Rosedale Cemetery (now Angelus Rosedale) was founded in 1884, when Los Angeles was a small town and its location at what is now the corner of Washington Boulevard and Normandie Avenue was in the countryside, outside the city limits. It was the first cemetery in Los Angeles open to all races and creeds, and it was the first to use a new approach in design called “lawn cemeteries…where nature and art conspire to surround the burial places of the dead with beautiful trees and flowers, natural scenery and works of monumental art.”
This is how a newspaper article of the time described it:
To this day, the grounds of Angelus Rosedale are beautiful and surprisingly removed from the noise and distractions of the city. From its beginnings, the cemetery brought home members of the city’s leading families – Bannings and Glassells, Slausons and Rindges – along with California pioneers, politicians, wealthy business people, people famous and sometimes infamous for their activities in life. George and Clara Shatto, who once owned Catalina Island, are buried here. So is Caroline Severance, abolitionist and suffragette who became the first woman to cast an election vote in California. Other notables include Jessie Benton Fremont, daughter of the Missouri Governor, wife of the "Pathfinder" John C. Fremont, and a historian in her own right; Eliza Poor Donner Houghton, who survived the tragic Donner Party incident and later married a California Senator; architect Sumner Hunt, who designed both important institutional buildings and many homes in West Adams and throughout the Los Angeles area; Jean Louis Sainsevain, one of California’s first winemakers; and Rev. Asahel Hough, Marion Bovard and Robert Widney, all of whom were founders of the University of Southern California.

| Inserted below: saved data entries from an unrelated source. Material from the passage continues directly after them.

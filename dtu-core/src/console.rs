//! Device-control console.
//!
//! Lines such as `limit 0 400w persist` or `power 1 off` are parsed with
//! `winnow` into [`ConsoleCommand`] values. [`ControlExecutor`] applies the
//! fleet-mutating ones by parking a control request on the target slot; the
//! poll coordinator transmits it on that slot's next visit.

use core::fmt;

use winnow::ascii::{Caseless, dec_uint, space0, space1};
use winnow::combinator::{alt, eof, opt, preceded, terminated};
use winnow::error::ContextError;
use winnow::prelude::*;

use crate::context::DtuContext;
use crate::inverter::{ControlRequest, DevControlCmd, Fleet, InfoCommand, LimitUnit, PowerLimit};
use crate::telemetry::{TelemetryEventKind, TelemetryPayload};

/// Largest absolute limit whose tenths still fit the wire payload.
pub const MAX_LIMIT_WATTS: u16 = u16::MAX / 10;
pub const MAX_LIMIT_PERCENT: u16 = 100;

/// Parsed console line.
#[derive(Copy, Clone, Debug, Eq, PartialEq)]
pub enum ConsoleCommand {
    Limit { slot: usize, limit: PowerLimit },
    Power { slot: usize, on: bool },
    Restart { slot: usize },
    Request { slot: usize, command: InfoCommand },
    Status,
    Stats,
}

impl ConsoleCommand {
    /// Target slot of a fleet-mutating command.
    #[must_use]
    pub const fn slot(&self) -> Option<usize> {
        match self {
            ConsoleCommand::Limit { slot, .. }
            | ConsoleCommand::Power { slot, .. }
            | ConsoleCommand::Restart { slot }
            | ConsoleCommand::Request { slot, .. } => Some(*slot),
            ConsoleCommand::Status | ConsoleCommand::Stats => None,
        }
    }
}

#[derive(Copy, Clone, Debug, Eq, PartialEq)]
pub enum ConsoleError {
    Syntax,
    UnknownSlot,
    LimitOutOfRange,
    QueueFull,
}

impl fmt::Display for ConsoleError {
    fn fmt(&self, f: &mut fmt::Formatter<'_>) -> fmt::Result {
        match self {
            ConsoleError::Syntax => f.write_str("syntax error"),
            ConsoleError::UnknownSlot => f.write_str("no inverter in that slot"),
            ConsoleError::LimitOutOfRange => f.write_str("limit out of range"),
            ConsoleError::QueueFull => f.write_str("command queue full"),
        }
    }
}

/// Parses one console line.
pub fn parse_command(line: &str) -> Result<ConsoleCommand, ConsoleError> {
    let command = command
        .parse(line.trim())
        .map_err(|_| ConsoleError::Syntax)?;

    if let ConsoleCommand::Limit { limit, .. } = command {
        let max = match limit.unit {
            LimitUnit::Watts => MAX_LIMIT_WATTS,
            LimitUnit::Percent => MAX_LIMIT_PERCENT,
        };
        if limit.value > max {
            return Err(ConsoleError::LimitOutOfRange);
        }
    }
    Ok(command)
}

fn command(input: &mut &str) -> Result<ConsoleCommand, ContextError> {
    terminated(
        alt((
            preceded((Caseless("limit"), space1), limit),
            preceded((Caseless("power"), space1), power),
            preceded((Caseless("restart"), space1), slot)
                .map(|slot| ConsoleCommand::Restart { slot }),
            preceded((Caseless("request"), space1), request),
            Caseless("status").value(ConsoleCommand::Status),
            Caseless("stats").value(ConsoleCommand::Stats),
        )),
        (space0, eof),
    )
    .parse_next(input)
}

fn slot(input: &mut &str) -> Result<usize, ContextError> {
    dec_uint::<_, u8, _>.map(usize::from).parse_next(input)
}

fn limit_unit(input: &mut &str) -> Result<LimitUnit, ContextError> {
    alt((
        Caseless("w").value(LimitUnit::Watts),
        "%".value(LimitUnit::Percent),
    ))
    .parse_next(input)
}

fn limit(input: &mut &str) -> Result<ConsoleCommand, ContextError> {
    (
        slot,
        space1,
        dec_uint::<_, u16, _>,
        opt(limit_unit),
        opt((space1, Caseless("persist"))),
    )
        .map(|(slot, _, value, unit, persist)| ConsoleCommand::Limit {
            slot,
            limit: PowerLimit::new(value, unit.unwrap_or(LimitUnit::Watts), persist.is_some()),
        })
        .parse_next(input)
}

fn power(input: &mut &str) -> Result<ConsoleCommand, ContextError> {
    (
        slot,
        space1,
        alt((Caseless("on").value(true), Caseless("off").value(false))),
    )
        .map(|(slot, _, on)| ConsoleCommand::Power { slot, on })
        .parse_next(input)
}

fn request(input: &mut &str) -> Result<ConsoleCommand, ContextError> {
    (
        slot,
        space1,
        alt((
            Caseless("realtime").value(InfoCommand::RealTimeRunData),
            Caseless("config").value(InfoCommand::SystemConfigPara),
            Caseless("alarms").value(InfoCommand::AlarmData),
            Caseless("firmware").value(InfoCommand::DevInformAll),
        )),
    )
        .map(|(slot, _, command)| ConsoleCommand::Request { slot, command })
        .parse_next(input)
}

/// Applies fleet-mutating console commands.
#[derive(Copy, Clone, Debug, Default)]
pub struct ControlExecutor;

impl ControlExecutor {
    /// Parks a control request or queues an info request on the target slot
    /// and returns that slot. Query commands (`status`, `stats`) carry no
    /// slot and are rejected.
    pub fn apply<const N: usize>(
        command: ConsoleCommand,
        fleet: &mut Fleet<N>,
        ctx: &mut DtuContext,
    ) -> Result<usize, ConsoleError> {
        let Some(index) = command.slot() else {
            return Err(ConsoleError::Syntax);
        };
        let slot = fleet
            .configured_mut(index)
            .map_err(|_| ConsoleError::UnknownSlot)?;

        match command {
            ConsoleCommand::Limit { limit, .. } => {
                slot.request_control(ControlRequest::power_limit(limit));
            }
            ConsoleCommand::Power { on, .. } => {
                let command = if on {
                    DevControlCmd::TurnOn
                } else {
                    DevControlCmd::TurnOff
                };
                slot.request_control(ControlRequest::new(command));
            }
            ConsoleCommand::Restart { .. } => {
                slot.request_control(ControlRequest::new(DevControlCmd::Restart));
            }
            ConsoleCommand::Request { command, .. } => {
                slot.enqueue(command).map_err(|_| ConsoleError::QueueFull)?;
            }
            ConsoleCommand::Status | ConsoleCommand::Stats => return Err(ConsoleError::Syntax),
        }

        let stamp = ctx.stamp();
        let slot_id = u8::try_from(index).unwrap_or(u8::MAX);
        ctx.telemetry.record(
            TelemetryEventKind::ControlAccepted(slot_id),
            TelemetryPayload::none(),
            stamp,
        );
        Ok(index)
    }
}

Magician Harry Kellar is a permanent resident of Angelus Rosedale. So is high jumper Cornelius Johnson, the African American athlete who infuriated Hitler by winning the gold at the 1936 Olympics in Berlin. Other athletes include boxer Henry Armstrong, Chicago Cubs player Frank Chance, remembered for the “Tinker to Evers to Chance” double play in 1910, and welterweight champion Cecil Lewis "Jack" Thompson. Andy Razaff (“Ain’t Misbehaving” lyricist), jazz saxaphonist Eric Dolphy, “Real Gone Gal” Nellie Lutcher, singer Ivie Anderson, and bandleader Jean Goldkette, known as the “Prince of Jazz,” are among the musicians at the cemetery, as are the builders of the famed Dunbar Hotel where so many African American musicians played, Drs. John and Vada Somerville. Fong See, subject of his great great granddaughter Lisa See’s bestseller, On Gold Mountain, is buried at Angelus Rosedale.